▶ _PROBLEM DESCRIPTION_
Produce as output only the lines below starting at the line with "use chrono::NaiveDate;" and continuing through the line with "#[derive(Debug, Subcommand)]", each one exactly as written.

Data records:
———

//! Coursework CLI commands.

use chrono::NaiveDate;
use clap::{Parser, Subcommand, ValueEnum};

use syllabus_core::catalog::{CourseworkType, Priority};

/// Coursework management commands.
#[derive(Debug, Parser)]
pub struct CourseworkCommand {
    #[command(subcommand)]
    pub action: CourseworkAction,
}

/// CLI coursework kind (with clap ValueEnum).
#[derive(Debug, Clone, Copy, ValueEnum)]
pub enum CourseworkKind {
    Assignment,
    Quiz,
    Discussion,
}

impl From<CourseworkKind> for CourseworkType {
    fn from(kind: CourseworkKind) -> Self {
        match kind {
            CourseworkKind::Assignment => CourseworkType::Assignment,
            CourseworkKind::Quiz => CourseworkType::Quiz,
            CourseworkKind::Discussion => CourseworkType::Discussion,
        }
    }
}

/// CLI assignment priority.
#[derive(Debug, Clone, Copy, ValueEnum)]
pub enum PriorityArg {
    Low,
    Medium,
    High,
}

impl From<PriorityArg> for Priority {
    fn from(p: PriorityArg) -> Self {
        match p {
            PriorityArg::Low => Priority::Low,
            PriorityArg::Medium => Priority::Medium,
            PriorityArg::High => Priority::High,
        }
    }
}

/// Available coursework actions.
#[derive(Debug, Subcommand)]
pub enum CourseworkAction {
    /// List the coursework of a course.
    List {
        /// Course ID.
        course_id: String,
    },
    /// Create a piece of coursework.
    Create {
        /// Course ID.
        course_id: String,
        /// Kind of coursework.
        #[arg(long, value_enum)]
        kind: CourseworkKind,
        /// Title.
        #[arg(long)]
        title: String,
        /// Due date, or the day a quiz opens (YYYY-MM-DD).
        #[arg(long)]
        date: NaiveDate,
        /// Due time, or quiz start time (HH:MM).
        #[arg(long)]
        time: Option<String>,
        /// Quiz end time (HH:MM).
        #[arg(long)]
        end_time: Option<String>,
        /// Quiz location.
        #[arg(long)]
        location: Option<String>,
        /// Points possible.
        #[arg(long)]
        points: Option<u32>,
        /// Assignment priority.
        #[arg(long, value_enum)]
        priority: Option<PriorityArg>,
        /// Quiz time limit in minutes.
        #[arg(long)]
        time_limit: Option<u32>,
        /// Coursework ID (generated when omitted).
        #[arg(long)]
        id: Option<String>,
    },
    /// Get a piece of coursework by ID.
    Get {
        /// Coursework ID.
        id: String,
    },
    /// Delete a piece of coursework by ID.
    Delete {
        /// Coursework ID.
        id: String,
    },
}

———

▶ _THE ANSWER_
use chrono::NaiveDate;
use clap::{Parser, Subcommand, ValueEnum};

use syllabus_core::catalog::{CourseworkType, Priority};

/// Coursework management commands.
#[derive(Debug, Parser)]
pub struct CourseworkCommand {
    #[command(subcommand)]
    pub action: CourseworkAction,
}

/// CLI coursework kind (with clap ValueEnum).
#[derive(Debug, Clone, Copy, ValueEnum)]
pub enum CourseworkKind {
    Assignment,
    Quiz,
    Discussion,
}

impl From<CourseworkKind> for CourseworkType {
    fn from(kind: CourseworkKind) -> Self {
        match kind {
            CourseworkKind::Assignment => CourseworkType::Assignment,
            CourseworkKind::Quiz => CourseworkType::Quiz,
            CourseworkKind::Discussion => CourseworkType::Discussion,
        }
    }
}

/// CLI assignment priority.
#[derive(Debug, Clone, Copy, ValueEnum)]
pub enum PriorityArg {
    Low,
    Medium,
    High,
}

impl From<PriorityArg> for Priority {
    fn from(p: PriorityArg) -> Self {
        match p {
            PriorityArg::Low => Priority::Low,
            PriorityArg::Medium => Priority::Medium,
            PriorityArg::High => Priority::High,
        }
    }
}

/// Available coursework actions.
#[derive(Debug, Subcommand)]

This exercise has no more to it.